What HCT advocates is that correspondence, in certain distinct examples of such kinds as above, can be of a different class in virtue of the nature of the interactive mechanisms of certain systems. A1 and A2 indicate not just a different action, but a different class of action pertaining to the nature of the meaning derived by the particular mechanisms of S1 contrasting with S2 concerning the same I (I might be, for example, the sun, S1 a heliotropic plant, S2 a human, A1 the plant’s movement and A2 a human’s utterances about the sun’s location). Typically, when thinking of cause and effect, people think of objective physical interaction. Alternatively, the notion of an ontologically distinct hierarchy demands that we reconsider this view and understand that it is the mechanism of interactive engagement that determines distinct classes of action (qualitative, phenomenal, conceptual).
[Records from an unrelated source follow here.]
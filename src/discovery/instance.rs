//! 微服务实例定义

use std::collections::HashMap;

use serde::{Deserialize, Serialize};

/// 实例状态
#[derive(Debug, Clone, Copy, Serialize, Deserialize, PartialEq, Eq, Hash, Default)]
#[serde(rename_all = "SCREAMING_SNAKE_CASE")]
pub enum InstanceStatus {
    #[default]
    Up,
    Down,
    Starting,
    #[serde(rename = "OUTOFSERVICE")]
    OutOfService,
    Testing,
}

impl InstanceStatus {
    pub fn as_str(&self) -> &'static str {
        match self {
            InstanceStatus::Up => "UP",
            InstanceStatus::Down => "DOWN",
            InstanceStatus::Starting => "STARTING",
            InstanceStatus::OutOfService => "OUTOFSERVICE",
            InstanceStatus::Testing => "TESTING",
        }
    }
}

impl std::fmt::Display for InstanceStatus {
    fn fmt(&self, f: &mut std::fmt::Formatter<'_>) -> std::fmt::Result {
        f.write_str(self.as_str())
    }
}

impl std::str::FromStr for InstanceStatus {
    type Err = String;

    fn from_str(s: &str) -> Result<Self, Self::Err> {
        match s.to_uppercase().as_str() {
            "UP" => Ok(InstanceStatus::Up),
            "DOWN" => Ok(InstanceStatus::Down),
            "STARTING" => Ok(InstanceStatus::Starting),
            "OUTOFSERVICE" | "OUT_OF_SERVICE" => Ok(InstanceStatus::OutOfService),
            "TESTING" => Ok(InstanceStatus::Testing),
            _ => Err(format!("Unknown instance status: {}", s)),
        }
    }
}

/// 健康检查模式
#[derive(Debug, Clone, Copy, Serialize, Deserialize, PartialEq, Eq, Default)]
#[serde(rename_all = "lowercase")]
pub enum HealthCheckMode {
    /// 实例主动心跳
    #[default]
    Push,
    /// 注册中心主动探测
    Pull,
}

/// 健康检查配置
#[derive(Debug, Clone, Serialize, Deserialize, PartialEq, Eq)]
#[serde(rename_all = "camelCase")]
pub struct HealthCheck {
    pub mode: HealthCheckMode,

    /// 心跳间隔（秒）
    pub interval: u32,

    /// 允许连续丢失的心跳次数
    pub times: u32,
}

impl Default for HealthCheck {
    fn default() -> Self {
        Self {
            mode: HealthCheckMode::Push,
            interval: 30,
            times: 3,
        }
    }
}

/// 微服务实例
///
/// 由注册中心持有，本地副本只读，每次发现都会整体替换。
#[derive(Debug, Clone, Serialize, Deserialize, PartialEq, Eq, Default)]
#[serde(rename_all = "camelCase")]
pub struct MicroserviceInstance {
    /// 实例 ID（注册后由后端分配）
    #[serde(default)]
    pub instance_id: String,

    /// 所属微服务 ID
    #[serde(default)]
    pub service_id: String,

    /// 主机名
    #[serde(default)]
    pub host_name: String,

    /// 访问地址（如 "rest://127.0.0.1:8080"）
    #[serde(default)]
    pub endpoints: Vec<String>,

    /// 自定义属性
    #[serde(default)]
    pub properties: HashMap<String, String>,

    #[serde(default)]
    pub status: InstanceStatus,

    #[serde(default)]
    pub health_check: Option<HealthCheck>,
}

impl MicroserviceInstance {
    /// 创建新的本地实例
    pub fn new(host_name: impl Into<String>) -> Self {
        Self {
            host_name: host_name.into(),
            health_check: Some(HealthCheck::default()),
            ..Default::default()
        }
    }

    /// 添加访问地址
    pub fn with_endpoint(mut self, endpoint: impl Into<String>) -> Self {
        self.endpoints.push(endpoint.into());
        self
    }

    /// 添加属性
    pub fn with_property(mut self, key: impl Into<String>, value: impl Into<String>) -> Self {
        self.properties.insert(key.into(), value.into());
        self
    }

    /// 设置状态
    pub fn with_status(mut self, status: InstanceStatus) -> Self {
        self.status = status;
        self
    }

    pub fn is_up(&self) -> bool {
        self.status == InstanceStatus::Up
    }
}

/// 一次实例查询的结果
///
/// `revision` 是后端给出的不透明令牌，只做相等比较。
#[derive(Debug, Clone, Default, PartialEq, Eq)]
pub struct MicroserviceInstances {
    pub instances: Vec<MicroserviceInstance>,
    pub revision: Option<String>,
    /// `false` 表示与调用方持有的 revision 相同，`instances` 为空且无意义
    pub need_refresh: bool,
    pub microservice_not_exist: bool,
}

impl MicroserviceInstances {
    /// 实例集合发生变化
    pub fn changed(instances: Vec<MicroserviceInstance>, revision: Option<String>) -> Self {
        Self {
            instances,
            revision,
            need_refresh: true,
            microservice_not_exist: false,
        }
    }

    /// 与请求中的 revision 相同
    pub fn unchanged(revision: Option<String>) -> Self {
        Self {
            instances: Vec::new(),
            revision,
            need_refresh: false,
            microservice_not_exist: false,
        }
    }

    /// 目标微服务不存在
    pub fn not_exist() -> Self {
        Self {
            instances: Vec::new(),
            revision: None,
            need_refresh: false,
            microservice_not_exist: true,
        }
    }
}
//! 按版本规则划分的实例子缓存

use std::collections::{HashMap, HashSet};
use std::sync::Arc;

use parking_lot::RwLock;

use super::microservice_version::MicroserviceVersion;
use crate::discovery::instance::MicroserviceInstance;
use crate::version::VersionRule;

/// 规则缓存的一份不可变快照
#[derive(Debug, Default)]
pub struct RuleSnapshot {
    pub latest: Option<Arc<MicroserviceVersion>>,
    pub versions: Vec<Arc<MicroserviceVersion>>,
    pub instances: Arc<HashMap<String, MicroserviceInstance>>,
}

/// 版本规则缓存
///
/// 每次重建生成新的快照整体替换，读者拿到的始终是完整的一份。
#[derive(Debug)]
pub struct MicroserviceVersionRule {
    rule: VersionRule,
    snapshot: RwLock<Arc<RuleSnapshot>>,
}

impl MicroserviceVersionRule {
    pub fn new(rule: VersionRule) -> Self {
        Self {
            rule,
            snapshot: RwLock::new(Arc::new(RuleSnapshot::default())),
        }
    }

    pub fn rule(&self) -> &VersionRule {
        &self.rule
    }

    pub fn spec(&self) -> &str {
        self.rule.spec()
    }

    pub fn snapshot(&self) -> Arc<RuleSnapshot> {
        self.snapshot.read().clone()
    }

    /// instanceId -> 实例
    pub fn instances(&self) -> Arc<HashMap<String, MicroserviceInstance>> {
        self.snapshot.read().instances.clone()
    }

    /// 按实例 ID 排序的实例列表
    pub fn instance_list(&self) -> Vec<MicroserviceInstance> {
        let instances = self.instances();
        let mut list: Vec<MicroserviceInstance> = instances.values().cloned().collect();
        list.sort_by(|a, b| a.instance_id.cmp(&b.instance_id));
        list
    }

    pub fn latest_microservice_version(&self) -> Option<Arc<MicroserviceVersion>> {
        self.snapshot.read().latest.clone()
    }

    /// 按规则重新过滤完整的实例列表
    pub(crate) fn set_instances(
        &self,
        versions: &HashMap<String, Arc<MicroserviceVersion>>,
        instances: &[MicroserviceInstance],
    ) {
        let top = versions.values().map(|v| v.version()).max();
        let matched: Vec<Arc<MicroserviceVersion>> = match top {
            Some(top) => versions
                .values()
                .filter(|v| self.rule.is_match(&v.version(), &top))
                .cloned()
                .collect(),
            None => Vec::new(),
        };

        let latest = matched.iter().max_by_key(|v| v.version()).cloned();
        let service_ids: HashSet<&str> = matched.iter().map(|v| v.service_id()).collect();
        let filtered: HashMap<String, MicroserviceInstance> = instances
            .iter()
            .filter(|i| service_ids.contains(i.service_id.as_str()))
            .map(|i| (i.instance_id.clone(), i.clone()))
            .collect();

        *self.snapshot.write() = Arc::new(RuleSnapshot {
            latest,
            versions: matched,
            instances: Arc::new(filtered),
        });
    }
}
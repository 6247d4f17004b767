//! 注册任务集成测试

mod common;

use std::sync::Arc;

use common::{MockRegistryClient, init_tracing};
use flare_registry_core::client::ServiceRegistryClient;
use flare_registry_core::config::RegistryConfig;
use flare_registry_core::discovery::{InstanceStatus, MicroserviceInstance};
use flare_registry_core::error::RegistryError;
use flare_registry_core::registry::{
    EnvAdapterManager, LocalMicroservice, Microservice, Registration, ServiceCenterRegistration,
};
use flare_registry_core::task::{HeartbeatResult, TaskEvent, TaskStatus};
use tokio::sync::broadcast;
use tokio::time::{Duration, sleep, timeout};
use tokio_test::{assert_err, assert_ok};

const HELLO_SCHEMA: &str = "openapi: 3.0.0\npaths:\n  /hello:\n    get: {}\n";
const WORLD_SCHEMA: &str = "openapi: 3.0.0\npaths:\n  /world:\n    get: {}\n";

fn registration(
    client: &Arc<MockRegistryClient>,
    microservice: Microservice,
) -> (ServiceCenterRegistration, Arc<LocalMicroservice>) {
    let local = Arc::new(LocalMicroservice::new(
        microservice,
        MicroserviceInstance::new("test-host").with_endpoint("rest://127.0.0.1:8080"),
    ));
    let registration = ServiceCenterRegistration::new(
        &RegistryConfig::default(),
        client.clone(),
        local.clone(),
        EnvAdapterManager::new(),
    );
    (registration, local)
}

fn drain(events: &mut broadcast::Receiver<TaskEvent>) -> Vec<TaskEvent> {
    let mut received = Vec::new();
    while let Ok(event) = events.try_recv() {
        received.push(event);
    }
    received
}

/// 在注册中心预置一个带契约的微服务
async fn preset_remote(client: &MockRegistryClient, environment: &str, schema: &str) -> String {
    let remote = Microservice::new("default", "ms1", "1.0.0")
        .with_environment(environment)
        .with_schema("A", "");
    let service_id = client.inner.register_microservice(&remote).await.unwrap();
    client
        .inner
        .register_schema(&service_id, "A", schema)
        .await
        .unwrap();
    service_id
}

/// 测试：开发环境下契约不一致时直接覆盖注册中心中的契约
#[tokio::test]
async fn development_overwrites_changed_schema() {
    init_tracing();
    let client = Arc::new(MockRegistryClient::new());
    let service_id = preset_remote(&client, "development", "y: 1").await;

    let (registration, local) = registration(
        &client,
        Microservice::new("default", "ms1", "1.0.0")
            .with_environment("development")
            .with_schema("A", "x: 1"),
    );
    registration.task_graph().register_once().await.unwrap();

    assert_eq!(local.service_id(), service_id);
    assert_eq!(
        client.schema_registrations(),
        vec![("A".to_string(), "x: 1".to_string())]
    );
    assert_eq!(
        client.inner.get_schema(&service_id, "A").await.unwrap().as_deref(),
        Some("x: 1")
    );
}

/// 测试：生产环境下契约结构不同是致命错误，且不会覆盖
#[tokio::test]
async fn production_rejects_different_schema() {
    init_tracing();
    let client = Arc::new(MockRegistryClient::new());
    let service_id = preset_remote(&client, "production", HELLO_SCHEMA).await;

    let (registration, local) = registration(
        &client,
        Microservice::new("default", "ms1", "1.0.0")
            .with_environment("production")
            .with_schema("A", WORLD_SCHEMA),
    );
    let err = assert_err!(registration.run().await);

    assert!(matches!(err, RegistryError::SchemaConflict { ref schema_id, .. } if schema_id == "A"));
    assert!(err.is_fatal());
    assert!(client.schema_registrations().is_empty());
    assert!(local.instance_id().is_empty());
    assert_eq!(
        client.inner.get_schema(&service_id, "A").await.unwrap().as_deref(),
        Some(HELLO_SCHEMA)
    );
}

/// 测试：生产环境下契约只有格式差异时视为一致
#[tokio::test]
async fn production_accepts_structurally_equal_schema() {
    let client = Arc::new(MockRegistryClient::new());
    preset_remote(&client, "production", "openapi: 3.0.0\npaths: {/hello: {get: {}}}\n").await;

    let (registration, local) = registration(
        &client,
        Microservice::new("default", "ms1", "1.0.0")
            .with_environment("production")
            .with_schema("A", HELLO_SCHEMA),
    );
    registration.task_graph().register_once().await.unwrap();

    assert!(client.schema_registrations().is_empty());
    assert!(!local.instance_id().is_empty());
}

/// 测试：注册中心多出本地没有的契约时，生产环境拒绝启动
#[tokio::test]
async fn production_rejects_remote_only_schema() {
    let client = Arc::new(MockRegistryClient::new());
    preset_remote(&client, "production", HELLO_SCHEMA).await;

    let (registration, _) = registration(
        &client,
        Microservice::new("default", "ms1", "1.0.0").with_environment("production"),
    );
    let err = assert_err!(registration.task_graph().register_once().await);

    assert!(err.is_fatal());
}

/// 测试：空注册中心上完成注册，心跳发现实例丢失后自动重新注册
#[tokio::test]
async fn end_to_end_registration_recovers_lost_instance() {
    init_tracing();
    let client = Arc::new(MockRegistryClient::new());
    let (registration, local) = registration(
        &client,
        Microservice::new("default", "ms2", "1.0.0.0")
            .with_schema("hello", HELLO_SCHEMA)
            .with_schema("world", WORLD_SCHEMA),
    );
    let graph = registration.task_graph();
    let mut events = graph.bus().subscribe();

    assert_ok!(graph.register_once().await);

    let service_id = local.service_id();
    let instance_id = local.instance_id();
    assert!(!service_id.is_empty());
    assert!(!instance_id.is_empty());
    let registered: Vec<String> = client
        .schema_registrations()
        .into_iter()
        .map(|(schema_id, _)| schema_id)
        .collect();
    assert_eq!(registered, vec!["hello", "world"]);
    assert_eq!(graph.task_status("instance-register"), Some(TaskStatus::Finished));
    assert_eq!(
        graph.task_status("microservice-register"),
        Some(TaskStatus::Finished)
    );
    assert!(client.inner.heartbeat(&service_id, &instance_id).await.unwrap());
    assert_eq!(
        events.recv().await.unwrap(),
        TaskEvent::MicroserviceRegistered { success: true }
    );

    // 注册中心丢失实例
    client
        .inner
        .unregister_instance(&service_id, &instance_id)
        .await
        .unwrap();
    graph.tick().await;
    assert_eq!(
        graph.task_status("microservice-register"),
        Some(TaskStatus::Ready)
    );

    graph.tick().await;
    assert_eq!(local.service_id(), service_id);
    assert_eq!(local.instance_id(), instance_id);
    assert!(client.inner.heartbeat(&service_id, &instance_id).await.unwrap());
    assert_eq!(graph.task_status("instance-register"), Some(TaskStatus::Finished));
    assert_eq!(client.schema_registrations().len(), 2);
}

/// 测试：注册中心断连时启动不报错，恢复后由后台任务完成注册
#[tokio::test]
async fn disconnected_startup_is_retried() {
    let client = Arc::new(MockRegistryClient::new());
    let (registration, local) = registration(
        &client,
        Microservice::new("default", "ms3", "1.0.0").with_schema("hello", HELLO_SCHEMA),
    );
    let graph = registration.task_graph();

    client.set_disconnected(true);
    assert_ok!(graph.register_once().await);
    assert!(local.service_id().is_empty());
    assert_eq!(
        graph.task_status("microservice-register"),
        Some(TaskStatus::Ready)
    );

    client.set_disconnected(false);
    graph.tick().await;
    assert!(!local.service_id().is_empty());
    assert!(!local.instance_id().is_empty());
}

/// 测试：状态同步任务把注册中心中的实例状态同步到本地
#[tokio::test]
async fn status_sync_pulls_remote_status() {
    let client = Arc::new(MockRegistryClient::new());
    let (registration, local) = registration(
        &client,
        Microservice::new("default", "ms4", "1.0.0"),
    );
    let graph = registration.task_graph();
    assert_ok!(graph.register_once().await);

    client
        .inner
        .update_instance_status(
            &local.service_id(),
            &local.instance_id(),
            InstanceStatus::Down,
        )
        .await
        .unwrap();
    graph.tick().await;

    assert_eq!(local.instance().status, InstanceStatus::Down);
}

/// 测试：更新实例状态同时写入注册中心和本地
#[tokio::test]
async fn update_instance_status_round_trips() {
    let client = Arc::new(MockRegistryClient::new());
    let (registration, local) = registration(
        &client,
        Microservice::new("default", "ms5", "1.0.0"),
    );
    registration.task_graph().register_once().await.unwrap();

    assert!(
        registration
            .update_microservice_instance_status(InstanceStatus::OutOfService)
            .await
    );
    assert_eq!(local.instance().status, InstanceStatus::OutOfService);

    let remote = client
        .inner
        .get_microservice_instance(&local.service_id(), &local.instance_id())
        .await
        .unwrap()
        .unwrap();
    assert_eq!(remote.status, InstanceStatus::OutOfService);
}

/// 测试：心跳断连只发布断连事件，不触发重新注册；恢复后发布连接恢复事件
#[tokio::test]
async fn heartbeat_disconnect_then_recover() {
    let client = Arc::new(MockRegistryClient::new());
    let (registration, local) = registration(
        &client,
        Microservice::new("default", "ms6", "1.0.0"),
    );
    let graph = registration.task_graph();
    assert_ok!(graph.register_once().await);
    let instance_id = local.instance_id();
    let mut events = graph.bus().subscribe();

    client.set_disconnected(true);
    graph.tick().await;
    let received = drain(&mut events);
    assert!(received.contains(&TaskEvent::Heartbeat(HeartbeatResult::Disconnected)));
    assert!(!received.contains(&TaskEvent::ConnectionRecovered));
    assert_eq!(
        graph.task_status("microservice-register"),
        Some(TaskStatus::Finished)
    );
    assert_eq!(graph.task_status("instance-heartbeat"), Some(TaskStatus::Ready));

    client.set_disconnected(false);
    graph.tick().await;
    let received = drain(&mut events);
    assert!(received.contains(&TaskEvent::Heartbeat(HeartbeatResult::Success)));
    assert!(received.contains(&TaskEvent::ConnectionRecovered));
    assert_eq!(
        graph.task_status("microservice-register"),
        Some(TaskStatus::Finished)
    );
    assert_eq!(local.instance_id(), instance_id);
}

/// 测试：后台任务循环发现实例丢失后自动重新注册
#[tokio::test(start_paused = true)]
async fn background_loops_recover_lost_instance() {
    let client = Arc::new(MockRegistryClient::new());
    let config = RegistryConfig {
        heartbeat_interval_secs: 1,
        status_sync_interval_secs: 1,
        ..Default::default()
    };
    let local = Arc::new(LocalMicroservice::new(
        Microservice::new("default", "ms7", "1.0.0").with_schema("hello", HELLO_SCHEMA),
        MicroserviceInstance::new("test-host").with_endpoint("rest://127.0.0.1:8080"),
    ));
    let registration = ServiceCenterRegistration::new(
        &config,
        client.clone(),
        local.clone(),
        EnvAdapterManager::new(),
    );
    assert_ok!(registration.run().await);
    let graph = registration.task_graph();
    assert!(graph.is_started());

    let service_id = local.service_id();
    let instance_id = local.instance_id();
    client
        .inner
        .unregister_instance(&service_id, &instance_id)
        .await
        .unwrap();

    timeout(Duration::from_secs(10), async {
        loop {
            let remote = client
                .inner
                .get_microservice_instance(&service_id, &instance_id)
                .await
                .unwrap();
            if remote.is_some() {
                break;
            }
            sleep(Duration::from_millis(200)).await;
        }
    })
    .await
    .expect("instance was not registered again");

    assert_eq!(local.service_id(), service_id);
    assert_eq!(local.instance_id(), instance_id);

    // 后台循环运行期间不能再手动驱动
    graph.tick().await;
    assert_err!(graph.register_once().await);

    registration.destroy().await;
    assert!(
        client
            .inner
            .get_microservice_instance(&service_id, &instance_id)
            .await
            .unwrap()
            .is_none()
    );
}
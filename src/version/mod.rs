//! 版本号与版本规则
//!
//! 版本号最多四段（major.minor.patch.build），缺省的尾段补 0；
//! 版本规则支持 `latest`、精确版本、`X+` 开区间以及 `X-Y` 半开区间。

use std::fmt;
use std::str::FromStr;

use serde::{Deserialize, Deserializer, Serialize, Serializer};

use crate::error::{RegistryError, Result};

/// 匹配任意版本的规则
pub const VERSION_RULE_ALL: &str = "0.0.0.0+";

/// 只匹配最新版本的规则
pub const VERSION_RULE_LATEST: &str = "latest";

const PART_NAMES: [&str; 4] = ["major", "minor", "patch", "build"];

/// 规范化后的版本号
#[derive(Debug, Clone, Copy, PartialEq, Eq, Hash, PartialOrd, Ord)]
pub struct Version {
    parts: [i16; 4],
}

impl Version {
    /// 由四段数值构造版本号
    pub const fn new(major: i16, minor: i16, patch: i16, build: i16) -> Self {
        Self {
            parts: [major, minor, patch, build],
        }
    }

    /// 解析点分版本字符串
    pub fn parse(version: &str) -> Result<Self> {
        let segments: Vec<&str> = version.split('.').collect();
        if segments.len() > PART_NAMES.len() {
            return Err(RegistryError::InvalidVersion(format!(
                "Invalid version \"{}\".",
                version
            )));
        }

        let mut parts = [0i16; 4];
        for (idx, segment) in segments.iter().enumerate() {
            let name = PART_NAMES[idx];
            let invalid = || {
                RegistryError::InvalidVersion(format!(
                    "Invalid {} \"{}\", version \"{}\".",
                    name, segment, version
                ))
            };
            let digits = segment.trim();
            // i16::from_str 接受前导 '+'
            if digits.starts_with('+') {
                return Err(invalid());
            }
            let value: i16 = digits.parse().map_err(|_| invalid())?;
            if value < 0 {
                return Err(RegistryError::InvalidVersion(format!(
                    "{} \"{}\" can not be negative, version \"{}\".",
                    name, segment, version
                )));
            }
            parts[idx] = value;
        }

        Ok(Self { parts })
    }

    pub fn major(&self) -> i16 {
        self.parts[0]
    }

    pub fn minor(&self) -> i16 {
        self.parts[1]
    }

    pub fn patch(&self) -> i16 {
        self.parts[2]
    }

    pub fn build(&self) -> i16 {
        self.parts[3]
    }
}

impl fmt::Display for Version {
    fn fmt(&self, f: &mut fmt::Formatter<'_>) -> fmt::Result {
        let [major, minor, patch, build] = self.parts;
        write!(f, "{}.{}.{}.{}", major, minor, patch, build)
    }
}

impl FromStr for Version {
    type Err = RegistryError;

    fn from_str(s: &str) -> Result<Self> {
        Version::parse(s)
    }
}

impl Serialize for Version {
    fn serialize<S: Serializer>(&self, serializer: S) -> std::result::Result<S::Ok, S::Error> {
        serializer.collect_str(self)
    }
}

impl<'de> Deserialize<'de> for Version {
    fn deserialize<D: Deserializer<'de>>(deserializer: D) -> std::result::Result<Self, D::Error> {
        let raw = String::deserialize(deserializer)?;
        Version::parse(&raw).map_err(serde::de::Error::custom)
    }
}

/// 版本规则的匹配方式
#[derive(Debug, Clone, Copy, PartialEq, Eq, Hash)]
pub enum VersionMatch {
    /// 只接受当前已知的最高版本
    Latest,
    /// 精确匹配
    Fixed(Version),
    /// `version >= from`
    StartFrom(Version),
    /// `from <= version < to`
    Range { from: Version, to: Version },
}

/// 消费者指定的版本规则
#[derive(Debug, Clone, PartialEq, Eq, Hash)]
pub struct VersionRule {
    spec: String,
    matcher: VersionMatch,
}

impl VersionRule {
    /// 解析版本规则字符串
    pub fn parse(spec: &str) -> Result<Self> {
        let trimmed = spec.trim();
        let matcher = if trimmed.eq_ignore_ascii_case(VERSION_RULE_LATEST) {
            VersionMatch::Latest
        } else if let Some(from) = trimmed.strip_suffix('+') {
            VersionMatch::StartFrom(Version::parse(from)?)
        } else if let Some((from, to)) = trimmed.split_once('-') {
            VersionMatch::Range {
                from: Version::parse(from)?,
                to: Version::parse(to)?,
            }
        } else {
            VersionMatch::Fixed(Version::parse(trimmed)?)
        };

        Ok(Self {
            spec: normalized_spec(&matcher),
            matcher,
        })
    }

    /// 匹配任意版本的规则
    pub fn all() -> Self {
        Self {
            spec: VERSION_RULE_ALL.to_string(),
            matcher: VersionMatch::StartFrom(Version::new(0, 0, 0, 0)),
        }
    }

    /// 规范化后的规则字符串，版本号补齐四段，写法不同但含义相同的规则得到相同结果
    pub fn spec(&self) -> &str {
        &self.spec
    }

    pub fn matcher(&self) -> VersionMatch {
        self.matcher
    }

    pub fn is_latest(&self) -> bool {
        matches!(self.matcher, VersionMatch::Latest)
    }

    /// 判断版本是否落在规则范围内
    ///
    /// `latest` 规则需要知道全部版本才能判断，单独调用时总是返回 `true`，
    /// 由调用方再按最高版本过滤。
    pub fn is_accept(&self, version: &Version) -> bool {
        match self.matcher {
            VersionMatch::Latest => true,
            VersionMatch::Fixed(expected) => *version == expected,
            VersionMatch::StartFrom(from) => *version >= from,
            VersionMatch::Range { from, to } => *version >= from && *version < to,
        }
    }

    /// 在已知最高版本 `latest` 的前提下判断是否匹配
    pub fn is_match(&self, version: &Version, latest: &Version) -> bool {
        match self.matcher {
            VersionMatch::Latest => version == latest,
            _ => self.is_accept(version),
        }
    }
}

fn normalized_spec(matcher: &VersionMatch) -> String {
    match matcher {
        VersionMatch::Latest => VERSION_RULE_LATEST.to_string(),
        VersionMatch::Fixed(version) => version.to_string(),
        VersionMatch::StartFrom(from) => format!("{}+", from),
        VersionMatch::Range { from, to } => format!("{}-{}", from, to),
    }
}

impl fmt::Display for VersionRule {
    fn fmt(&self, f: &mut fmt::Formatter<'_>) -> fmt::Result {
        f.write_str(&self.spec)
    }
}

impl FromStr for VersionRule {
    type Err = RegistryError;

    fn from_str(s: &str) -> Result<Self> {
        VersionRule::parse(s)
    }
}

#[cfg(test)]
mod tests {
    use super::*;

    #[test]
    fn pads_missing_components() {
        assert_eq!(Version::parse("1").unwrap().to_string(), "1.0.0.0");
        assert_eq!(Version::parse("1.1").unwrap().to_string(), "1.1.0.0");
        assert_eq!(Version::parse("1.1.1").unwrap().to_string(), "1.1.1.0");
        assert_eq!(Version::parse("1.1.1.1").unwrap().build(), 1);
    }

    #[test]
    fn rejects_malformed_versions() {
        let err = Version::parse("").unwrap_err();
        assert_eq!(err.to_string(), "版本格式错误: Invalid major \"\", version \"\".");

        assert!(Version::parse("a.1").is_err());
        assert!(Version::parse("1.").is_err());
        assert!(Version::parse("-1").is_err());
        assert!(Version::parse("1.1.1.1.").is_err());
        assert!(Version::parse("40000").is_err());
        assert!(Version::parse("1.+2").is_err());
        assert!(Version::parse("+1").is_err());
        assert!(VersionRule::parse("1.+2+").is_err());
    }

    #[test]
    fn equivalent_rules_share_spec() {
        let short = VersionRule::parse("1+").unwrap();
        let long = VersionRule::parse(" 1.0.0.0+").unwrap();
        assert_eq!(short.spec(), "1.0.0.0+");
        assert_eq!(short, long);

        assert_eq!(VersionRule::parse("Latest").unwrap().spec(), "latest");
        assert_eq!(VersionRule::parse("1-2.1").unwrap().spec(), "1.0.0.0-2.1.0.0");
        assert_eq!(VersionRule::parse("0+").unwrap(), VersionRule::all());
    }

    #[test]
    fn compares_component_wise() {
        let v = Version::new(1, 1, 1, 1);
        assert!(v < Version::new(1, 1, 2, 1));
        assert!(v < Version::new(1, 2, 1, 1));
        assert!(v < Version::new(2, 1, 1, 1));
        assert!(v > Version::new(0, i16::MAX, i16::MAX, i16::MAX));
    }

    #[test]
    fn start_from_rule_is_lower_bound() {
        let rule = VersionRule::parse("1.2+").unwrap();
        assert!(rule.is_accept(&Version::parse("1.2.0.0").unwrap()));
        assert!(rule.is_accept(&Version::parse("1.10").unwrap()));
        assert!(rule.is_accept(&Version::parse("2").unwrap()));
        assert!(!rule.is_accept(&Version::parse("1.1.9.9").unwrap()));
    }

    #[test]
    fn all_rule_accepts_everything() {
        let rule = VersionRule::parse(VERSION_RULE_ALL).unwrap();
        assert_eq!(rule, VersionRule::all());
        assert!(rule.is_accept(&Version::new(0, 0, 0, 0)));
        assert!(rule.is_accept(&Version::new(9, 9, 9, 9)));
    }

    #[test]
    fn range_and_fixed_rules() {
        let range = VersionRule::parse("1.0.0-2.0.0").unwrap();
        assert!(range.is_accept(&Version::parse("1.5").unwrap()));
        assert!(!range.is_accept(&Version::parse("2.0").unwrap()));

        let fixed = VersionRule::parse("1.0.0").unwrap();
        assert!(fixed.is_accept(&Version::parse("1").unwrap()));
        assert!(!fixed.is_accept(&Version::parse("1.0.0.1").unwrap()));

        let latest = VersionRule::parse("LATEST").unwrap();
        assert!(latest.is_latest());
        let top = Version::new(2, 0, 0, 0);
        assert!(latest.is_match(&top, &top));
        assert!(!latest.is_match(&Version::new(1, 0, 0, 0), &top));
        assert!(range.is_match(&Version::new(1, 0, 0, 0), &top));
    }
}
The fact that a higher level may influence a lower level (downward causation) is coincidental to the purpose of the actions of that higher level system in consequence to its meaningful response to environmental interaction.

in terms of the robot (or more broadly A-Life) sentience question
  • what is the root of the above? is it something in the biochemistry/physics - is it substrate dependent?
@Pharoah you mentioned it would have to go "deeper"

I puzzle over this quite a bit. I once thought that HCT indicated that artificial consciousness was possible, and with it, sentience... (in theory HCT says yes, but in practise I am more confident the answer is negative). Certainly, HCT indicates you have to go deeper than the artificial neural level.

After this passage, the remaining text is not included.